问题
I'm using scrapy for a project where I want to scrape a number of sites - possibly hundreds - and I have to write a specific spider for each site. I can schedule one spider in a project deployed to scrapyd using:
curl http://localhost:6800/schedule.json -d project=myproject -d spider=spider2
But how do I schedule all spiders in a project at once?
All help much appreciated!
回答1:
My solution for running 200+ spiders at once has been to create a custom command for the project. See http://doc.scrapy.org/en/latest/topics/commands.html#custom-project-commands for more information about implementing custom commands.
YOURPROJECTNAME/commands/allcrawl.py :
from scrapy.command import ScrapyCommand
import urllib
import urllib2
from scrapy import log
class AllCrawlCommand(ScrapyCommand):
requires_project = True
default_settings = {'LOG_ENABLED': False}
def short_desc(self):
return "Schedule a run for all available spiders"

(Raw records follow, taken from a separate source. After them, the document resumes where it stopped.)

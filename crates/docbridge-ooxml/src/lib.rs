//! # docbridge-ooxml
//!
//! OOXML (Office Open XML) package handling for docbridge.
//!
//! This crate provides functionality to:
//! - Read DOCX packages and convert their body to HTML
//! - Read and write core document properties (title, author)
//! - Build a word-processing document in memory and serialize it to DOCX
//!
//! ## Example: Writing a Document
//!
//! ```
//! use docbridge_ooxml::{DocumentModel, DocxWriter, Paragraph, ParagraphStyle, Run};
//!
//! let mut doc = DocumentModel::new();
//! let mut heading = Paragraph::with_style(ParagraphStyle::Heading(1));
//! heading.push_run(Run::text("Hello"));
//! doc.push(heading);
//!
//! let bytes = DocxWriter::write(&doc)?;
//! assert!(!bytes.is_empty());
//! # Ok::<(), docbridge_ooxml::OoxmlError>(())
//! ```
//!
//! ## Example: Reading a Document
//!
//! ```no_run
//! use docbridge_ooxml::{docx_to_html, read_core_properties, OoxmlArchive};
//!
//! let archive = OoxmlArchive::open("document.docx")?;
//! let html = docx_to_html(&archive)?;
//! let title = read_core_properties(&archive).and_then(|p| p.title);
//! println!("{:?}: {}", title, html);
//! # Ok::<(), docbridge_ooxml::OoxmlError>(())
//! ```

pub mod archive;
pub mod core_props;
pub mod document;
pub mod error;
pub mod html;
pub mod model;
pub mod numbering;
pub mod relationships;
pub mod styles;
pub mod writer;
mod xml;

#[cfg(test)]
pub(crate) mod test_utils;

pub use archive::OoxmlArchive;
pub use error::{OoxmlError, Result};
pub use html::{docx_to_html, read_core_properties, HtmlConverter};
pub use model::{
    Alignment, CoreProperties, DocumentModel, HyperlinkRun, PageSetup, Paragraph, ParagraphChild,
    ParagraphStyle, Run, Twips, MAX_LIST_LEVEL,
};
pub use numbering::Numbering;
pub use relationships::Relationships;
pub use styles::{Style, StyleSheet, StyleType};
pub use writer::DocxWriter;
pub use xml::escape_xml;

/// Crate version
pub const VERSION: &str = env!("CARGO_PKG_VERSION");
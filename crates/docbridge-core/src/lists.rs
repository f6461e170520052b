//! Nested `ul`/`ol` rendering
//!
//! Lists become flat runs of "List Bullet"/"List Number" paragraphs. Nesting
//! is carried by the list level and a left indent that grows with it.

use docbridge_ooxml::{Paragraph, ParagraphStyle, Twips};
use tracing::debug;

use crate::error::RenderError;
use crate::node::{Element, HtmlNode};
use crate::render::{heading_size, Renderer};
use crate::runs::{element_runs, extract_runs};
use crate::style::{RunStyle, TextRun};

impl Renderer<'_> {
    /// Render the direct `li` children of `list`
    ///
    /// `depth` counts the `ul`/`ol` ancestors of the items, `list` included.
    pub(crate) fn render_list(
        &mut self,
        list: &Element,
        ordered: bool,
        depth: usize,
    ) -> Result<(), RenderError> {
        let level = depth.saturating_sub(1);
        let max = self.config.lists.max_depth;
        if level > max {
            return Err(RenderError::NestingTooDeep { level, max });
        }

        let style = if ordered {
            ParagraphStyle::ListNumber
        } else {
            ParagraphStyle::ListBullet
        };

        for item in list.child_elements().filter(|e| e.is("li")) {
            let base = RunStyle::sized(self.item_heading_size(item));

            let mut paragraph = Paragraph::with_style(style);
            paragraph.list_level = Some(level as u32);
            if level > 0 {
                let step = self.config.layout.list_indent_step_in;
                paragraph.indent_left = Some(Twips::from_inches(step * (level + 1) as f64));
            }
            let runs = self.item_runs(item, base);
            self.populate(&mut paragraph, runs);
            self.doc.push(paragraph);

            for nested in item.child_elements().filter(|e| e.is_list()) {
                debug!("Nested <{}> at level {}", nested.tag, level + 1);
                self.render_list(nested, nested.is("ol"), depth + 1)?;
            }
        }
        Ok(())
    }

    fn item_heading_size(&self, item: &Element) -> Option<u32> {
        match item.attr(&self.config.lists.heading_attribute)? {
            "1" => heading_size(1),
            "2" => heading_size(2),
            "3" => heading_size(3),
            _ => None,
        }
    }

    /// Runs of the item's own text, leaving out the lists nested directly in it
    fn item_runs(&self, item: &Element, base: RunStyle) -> Vec<TextRun> {
        let class = &self.config.lists.item_text_class;
        if let Some(marker) = find_marker(item, class) {
            return element_runs(marker, base);
        }

        item.children
            .iter()
            .filter(|child| !child.as_element().is_some_and(Element::is_list))
            .flat_map(|child| extract_runs(child, base))
            .collect()
    }
}

/// First `span` carrying `class` inside `item`, outside its direct child lists
fn find_marker<'e>(item: &'e Element, class: &str) -> Option<&'e Element> {
    item.child_elements()
        .filter(|child| !child.is_list())
        .find_map(|child| find_span(child, class))
}

fn find_span<'e>(element: &'e Element, class: &str) -> Option<&'e Element> {
    if element.is("span") && element.has_class(class) {
        return Some(element);
    }
    element
        .children
        .iter()
        .filter_map(HtmlNode::as_element)
        .find_map(|child| find_span(child, class))
}
//! Numbering definitions parsing (word/numbering.xml)
//!
//! A paragraph references a numbering instance (`w:num`), which points at an
//! abstract definition whose levels carry the number format.

use std::collections::HashMap;

use quick_xml::events::Event;
use quick_xml::Reader;

use crate::error::{OoxmlError, Result};
use crate::xml::get_attr_local;

/// Parsed numbering definitions
#[derive(Debug, Clone, Default)]
pub struct Numbering {
    /// Level formats per abstract numbering ID
    abstract_formats: HashMap<String, HashMap<u32, String>>,
    /// Numbering instance ID to abstract numbering ID
    instances: HashMap<String, String>,
}

impl Numbering {
    /// Parse numbering definitions from XML bytes
    pub fn parse(xml: &[u8]) -> Result<Self> {
        let mut reader = Reader::from_reader(xml);
        reader.config_mut().trim_text(true);

        let mut numbering = Numbering::default();
        let mut current_abstract: Option<String> = None;
        let mut current_level: Option<u32> = None;
        let mut current_num: Option<String> = None;
        let mut buf = Vec::new();

        loop {
            match reader.read_event_into(&mut buf) {
                Ok(Event::Start(ref e)) | Ok(Event::Empty(ref e)) => {
                    match e.local_name().as_ref() {
                        b"abstractNum" => {
                            current_abstract = get_attr_local(e, b"abstractNumId");
                        }
                        b"lvl" => {
                            current_level =
                                get_attr_local(e, b"ilvl").and_then(|v| v.parse().ok());
                        }
                        b"numFmt" => {
                            if let (Some(abstract_id), Some(level), Some(format)) = (
                                current_abstract.as_ref(),
                                current_level,
                                get_attr_local(e, b"val"),
                            ) {
                                numbering
                                    .abstract_formats
                                    .entry(abstract_id.clone())
                                    .or_default()
                                    .insert(level, format);
                            }
                        }
                        b"num" => {
                            current_num = get_attr_local(e, b"numId");
                        }
                        b"abstractNumId" => {
                            if let (Some(num_id), Some(abstract_id)) =
                                (current_num.as_ref(), get_attr_local(e, b"val"))
                            {
                                numbering.instances.insert(num_id.clone(), abstract_id);
                            }
                        }
                        _ => {}
                    }
                }
                Ok(Event::End(ref e)) => match e.local_name().as_ref() {
                    b"abstractNum" => current_abstract = None,
                    b"lvl" => current_level = None,
                    b"num" => current_num = None,
                    _ => {}
                },
                Ok(Event::Eof) => break,
                Err(e) => return Err(OoxmlError::Xml(e)),
                _ => {}
            }
            buf.clear();
        }

        Ok(numbering)
    }

    /// Number format (`bullet`, `decimal`, ...) of a numbering instance level
    pub fn format(&self, num_id: &str, level: u32) -> Option<&str> {
        let abstract_id = self.instances.get(num_id)?;
        let levels = self.abstract_formats.get(abstract_id)?;
        levels
            .get(&level)
            .or_else(|| levels.get(&0))
            .map(String::as_str)
    }

    /// Whether a numbering instance level produces numbers rather than bullets
    ///
    /// Unknown instances count as ordered.
    pub fn is_ordered(&self, num_id: &str, level: u32) -> bool {
        self.format(num_id, level)
            .map(|f| f != "bullet")
            .unwrap_or(true)
    }
}
//! docbridge CLI binary entry point
//!
//! This is a thin wrapper that calls the library's `run_cli()` function.

use anyhow::Result;
use docbridge_cli::run_cli;

fn main() -> Result<()> {
    run_cli()
}
//! Integration tests for docbridge CLI
//!
//! These tests drive the export and import commands through real files:
//! HTML -> DOCX -> JSON

use std::fs;

use docbridge_cli::{export_command, import_command};
use docbridge_core::{ConvertConfig, Metadata};
use docbridge_ooxml::OoxmlArchive;
use tempfile::TempDir;

const PAGE: &str = r#"<h1>Quarterly Report</h1>
<p style="text-align:center">Prepared by <b>finance</b> and <i>ops</i>.</p>
<ul>
  <li><span class="li-text">Revenue</span>
    <ul><li>Up 4%</li></ul>
  </li>
  <li data-heading="2">Costs</li>
</ul>
<p>Details at <a href="https://example.com/q3">the portal</a>.</p>"#;

fn export_page(dir: &TempDir, metadata: &Metadata) -> std::path::PathBuf {
    let html_path = dir.path().join("page.html");
    fs::write(&html_path, PAGE).expect("Failed to write page.html");

    let docx_path = dir.path().join("report.docx");
    export_command(
        &html_path,
        metadata,
        Some(&docx_path),
        &ConvertConfig::default(),
    )
    .expect("Export failed")
}

#[test]
fn test_export_then_import() {
    let temp_dir = TempDir::new().expect("Failed to create temp dir");
    let metadata = Metadata::new("Q3 Report", "Finance Team");

    let docx_path = export_page(&temp_dir, &metadata);
    let archive = OoxmlArchive::open(&docx_path).expect("Failed to open output.docx");
    assert!(archive.contains("word/document.xml"));
    assert!(archive.contains("word/numbering.xml"));

    let json_path = temp_dir.path().join("report.json");
    import_command(&docx_path, Some(&json_path)).expect("Import failed");

    let json = fs::read_to_string(&json_path).expect("Failed to read report.json");
    let parsed: serde_json::Value = serde_json::from_str(&json).expect("Valid JSON");

    assert_eq!(parsed["metadata"]["title"], "Q3 Report");
    assert_eq!(parsed["metadata"]["author"], "Finance Team");

    let html = parsed["html"].as_str().expect("html field");
    assert!(html.starts_with("<h1>Quarterly Report</h1>"), "{}", html);
    assert!(html.contains("<strong>finance</strong>"));
    assert!(html.contains("<em>ops</em>"));
    assert!(html.contains("<ul><li>Revenue<ul><li>Up 4%</li></ul></li><li>Costs</li></ul>"));
    assert!(html.contains("<a href=\"https://example.com/q3\">the portal</a>"));
}

#[test]
fn test_export_with_config_file() {
    let temp_dir = TempDir::new().expect("Failed to create temp dir");
    let config_path = temp_dir.path().join("docbridge.toml");
    fs::write(
        &config_path,
        "[layout]\npage_width_in = 8.5\npage_height_in = 11.0\n",
    )
    .expect("Failed to write config");

    let config = ConvertConfig::from_file(&config_path).expect("Valid config");
    let html_path = temp_dir.path().join("page.html");
    fs::write(&html_path, "<p>Letter</p>").expect("Failed to write page.html");

    let docx_path = temp_dir.path().join("letter.docx");
    export_command(&html_path, &Metadata::default(), Some(&docx_path), &config)
        .expect("Export failed");

    let archive = OoxmlArchive::open(&docx_path).expect("Failed to open letter.docx");
    let document = archive
        .get_string("word/document.xml")
        .expect("document.xml not found");
    assert!(document.contains(r#"w:w="12240""#));
    assert!(document.contains(r#"w:h="15840""#));
}

#[test]
fn test_import_rejects_wrong_extension() {
    let temp_dir = TempDir::new().expect("Failed to create temp dir");
    let docx_path = export_page(&temp_dir, &Metadata::default());

    let renamed = temp_dir.path().join("report.zip");
    fs::rename(&docx_path, &renamed).expect("Failed to rename");

    let err = import_command(&renamed, None).unwrap_err();
    assert_eq!(err.to_string(), "Expected a .docx file");
}

#[test]
fn test_import_rejects_empty_file() {
    let temp_dir = TempDir::new().expect("Failed to create temp dir");
    let path = temp_dir.path().join("empty.docx");
    fs::write(&path, b"").expect("Failed to write empty.docx");

    let err = import_command(&path, None).unwrap_err();
    assert_eq!(err.to_string(), "Empty file");
}

#[test]
fn test_missing_input() {
    let temp_dir = TempDir::new().expect("Failed to create temp dir");
    let missing = temp_dir.path().join("missing.html");

    let err = export_command(&missing, &Metadata::default(), None, &ConvertConfig::default())
        .unwrap_err();
    assert!(err.to_string().contains("Input file not found"));
}
//! HTML to word-processing document rendering
//!
//! The body is walked once, depth first. Each top-level element is
//! classified into a [`BlockKind`] and turned into one or more paragraphs of
//! a [`DocumentModel`].

use docbridge_ooxml::{Alignment, DocumentModel, Paragraph, ParagraphStyle, Run, Twips};
use tracing::debug;

use crate::config::ConvertConfig;
use crate::error::RenderError;
use crate::hyperlink::emit_hyperlink;
use crate::metadata::Metadata;
use crate::node::{parse_body, Element, HtmlNode};
use crate::runs::element_runs;
use crate::style::{RunStyle, TextRun};

/// How a top-level element is rendered
#[derive(Debug, Clone, Copy, PartialEq, Eq)]
pub enum BlockKind {
    /// `h1`..`h3`
    Heading(u8),
    Blockquote,
    /// `ul` or `ol`
    List { ordered: bool },
    /// `p` or `div`
    Paragraph,
    /// Any other element, rendered like a paragraph
    Fallback,
}

impl BlockKind {
    /// Classify an element by tag name
    pub fn of(element: &Element) -> Self {
        match element.tag.to_ascii_lowercase().as_str() {
            "h1" => BlockKind::Heading(1),
            "h2" => BlockKind::Heading(2),
            "h3" => BlockKind::Heading(3),
            "blockquote" => BlockKind::Blockquote,
            "ul" => BlockKind::List { ordered: false },
            "ol" => BlockKind::List { ordered: true },
            "p" | "div" => BlockKind::Paragraph,
            _ => BlockKind::Fallback,
        }
    }
}

/// Base run size in points for heading level 1..=3
pub fn heading_size(level: u8) -> Option<u32> {
    match level {
        1 => Some(24),
        2 => Some(18),
        3 => Some(14),
        _ => None,
    }
}

/// Alignment requested by an inline `style` attribute
///
/// The lower-cased attribute is searched for `text-align:center`,
/// `text-align:right` and `text-align:justify`, in that order.
pub fn alignment_from_style(element: &Element) -> Option<Alignment> {
    let style = element.attr("style")?.to_lowercase();
    if style.contains("text-align:center") {
        Some(Alignment::Center)
    } else if style.contains("text-align:right") {
        Some(Alignment::Right)
    } else if style.contains("text-align:justify") {
        Some(Alignment::Justify)
    } else {
        None
    }
}

/// Render an HTML string into a document model
pub fn render_document(
    html: &str,
    metadata: &Metadata,
    config: &ConvertConfig,
) -> Result<DocumentModel, RenderError> {
    let nodes = parse_body(html, config.parser.max_depth)?;

    let mut renderer = Renderer::new(config);
    renderer.doc.page = config.layout.page_setup();
    renderer.doc.core = metadata.to_core();

    if !nodes.iter().any(|node| node.as_element().is_some()) {
        renderer.doc.push(Paragraph::default());
    }

    for node in &nodes {
        match node {
            HtmlNode::Text(text) => {
                let text = text.trim();
                if !text.is_empty() {
                    renderer.push_text_paragraph(text, None);
                }
            }
            HtmlNode::Element(element) => renderer.render_block(element)?,
        }
    }

    debug!("Rendered {} paragraphs", renderer.doc.len());
    Ok(renderer.doc)
}

/// Accumulates paragraphs for one conversion
pub(crate) struct Renderer<'a> {
    pub(crate) doc: DocumentModel,
    pub(crate) config: &'a ConvertConfig,
}

impl<'a> Renderer<'a> {
    pub(crate) fn new(config: &'a ConvertConfig) -> Self {
        Self {
            doc: DocumentModel::new(),
            config,
        }
    }

    /// Render one top-level element
    pub(crate) fn render_block(&mut self, element: &Element) -> Result<(), RenderError> {
        let kind = BlockKind::of(element);
        debug!("<{}> rendered as {:?}", element.tag, kind);

        match kind {
            BlockKind::Heading(level) => {
                let mut paragraph = Paragraph::with_style(ParagraphStyle::Heading(level));
                paragraph.alignment = alignment_from_style(element);
                let runs = element_runs(element, RunStyle::sized(heading_size(level)));
                self.populate(&mut paragraph, runs);
                self.doc.push(paragraph);
            }
            BlockKind::Blockquote => self.render_blockquote(element),
            BlockKind::List { ordered } => self.render_list(element, ordered, 1)?,
            BlockKind::Paragraph | BlockKind::Fallback => {
                let mut paragraph = Paragraph::default();
                paragraph.alignment = alignment_from_style(element);
                let runs = element_runs(element, RunStyle::default());
                self.populate(&mut paragraph, runs);
                self.doc.push(paragraph);
            }
        }
        Ok(())
    }

    fn render_blockquote(&mut self, element: &Element) {
        let indent = Some(Twips::from_inches(self.config.layout.blockquote_indent_in));

        for child in &element.children {
            match child {
                HtmlNode::Text(text) => {
                    let text = text.trim();
                    if !text.is_empty() {
                        self.push_text_paragraph(text, indent);
                    }
                }
                HtmlNode::Element(inner) => {
                    let mut paragraph = Paragraph::default();
                    paragraph.indent_left = indent;
                    let runs = element_runs(inner, RunStyle::default());
                    self.populate(&mut paragraph, runs);
                    self.doc.push(paragraph);
                }
            }
        }
    }

    fn push_text_paragraph(&mut self, text: &str, indent_left: Option<Twips>) {
        let mut paragraph = Paragraph::default();
        paragraph.indent_left = indent_left;
        paragraph.push_run(Run::text(text));
        self.doc.push(paragraph);
    }

    /// Append runs to a paragraph; a paragraph without runs gets one empty run
    pub(crate) fn populate(&mut self, paragraph: &mut Paragraph, runs: Vec<TextRun>) {
        if runs.is_empty() {
            paragraph.push_run(Run::default());
            return;
        }

        for run in runs {
            match run.link {
                Some(url) => {
                    emit_hyperlink(
                        &mut self.doc,
                        paragraph,
                        &url,
                        &run.text,
                        &self.config.links.color,
                    );
                }
                None => paragraph.push_run(Run {
                    text: run.text,
                    bold: run.style.bold,
                    italic: run.style.italic,
                    size_pt: run.style.size_pt,
                }),
            }
        }
    }
}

def run(self, args, opts):
url = 'http://localhost:6800/schedule.json'
for s in self.crawler.spiders.list():
values = {'project' : 'YOUR_PROJECT_NAME', 'spider' : s}
data = urllib.urlencode(values)
req = urllib2.Request(url, data)
response = urllib2.urlopen(req)
log.msg(response)
Make sure to include the following in your settings.py
COMMANDS_MODULE = 'YOURPROJECTNAME.commands'
Then from the command line (in your project directory) you can simply type
scrapy allcrawl
回答2:
Sorry, I know this is an old topic, but I've started learning scrapy recently and stumbled here, and I don't have enough rep yet to post a comment, so posting an answer.
From the common scrapy practices you'll see that if you need to run multiple spiders at once, you'll have to start multiple scrapyd service instances and then distribute your Spider runs among those.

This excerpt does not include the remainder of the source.